Entries taken from a collection:

------------------------

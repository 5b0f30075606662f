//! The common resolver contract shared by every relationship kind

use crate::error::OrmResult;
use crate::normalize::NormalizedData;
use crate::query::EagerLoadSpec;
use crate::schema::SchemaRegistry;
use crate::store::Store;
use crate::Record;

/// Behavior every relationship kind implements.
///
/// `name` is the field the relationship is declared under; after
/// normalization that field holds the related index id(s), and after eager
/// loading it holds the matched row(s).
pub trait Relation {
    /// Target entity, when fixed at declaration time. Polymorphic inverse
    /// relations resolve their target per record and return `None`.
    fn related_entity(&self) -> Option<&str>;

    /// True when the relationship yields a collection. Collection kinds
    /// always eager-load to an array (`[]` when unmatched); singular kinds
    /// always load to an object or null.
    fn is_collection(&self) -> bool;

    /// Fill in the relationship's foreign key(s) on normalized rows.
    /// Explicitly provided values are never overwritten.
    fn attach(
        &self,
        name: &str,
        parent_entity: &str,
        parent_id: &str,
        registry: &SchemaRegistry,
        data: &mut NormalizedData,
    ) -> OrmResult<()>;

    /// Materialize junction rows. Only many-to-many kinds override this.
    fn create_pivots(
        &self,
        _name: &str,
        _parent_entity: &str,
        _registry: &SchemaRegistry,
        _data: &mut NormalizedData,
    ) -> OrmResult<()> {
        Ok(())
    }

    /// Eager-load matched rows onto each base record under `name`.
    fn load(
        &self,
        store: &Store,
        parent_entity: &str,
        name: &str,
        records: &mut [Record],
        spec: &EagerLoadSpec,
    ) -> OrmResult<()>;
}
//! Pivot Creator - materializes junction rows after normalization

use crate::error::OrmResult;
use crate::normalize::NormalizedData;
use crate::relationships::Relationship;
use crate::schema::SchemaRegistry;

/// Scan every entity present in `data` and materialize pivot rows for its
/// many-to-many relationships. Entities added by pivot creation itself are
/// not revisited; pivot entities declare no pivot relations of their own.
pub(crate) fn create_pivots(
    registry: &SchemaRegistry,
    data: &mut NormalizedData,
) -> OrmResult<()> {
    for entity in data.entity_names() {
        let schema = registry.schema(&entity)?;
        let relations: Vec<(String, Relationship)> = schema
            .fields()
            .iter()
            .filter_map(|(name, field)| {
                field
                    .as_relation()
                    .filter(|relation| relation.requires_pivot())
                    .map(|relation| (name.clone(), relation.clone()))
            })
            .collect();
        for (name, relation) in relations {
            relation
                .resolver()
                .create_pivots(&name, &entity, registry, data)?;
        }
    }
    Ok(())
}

------------------------

What you are asked to do »
Your task is to reproduce the entries exactly, starting at the first line and ending with the line containing "use crate::store::Store;".

Response »
repository 5b0f30075606662f
//! The common resolver contract shared by every relationship kind

use crate::error::OrmResult;
use crate::normalize::NormalizedData;
use crate::query::EagerLoadSpec;
use crate::schema::SchemaRegistry;
use crate::store::Store;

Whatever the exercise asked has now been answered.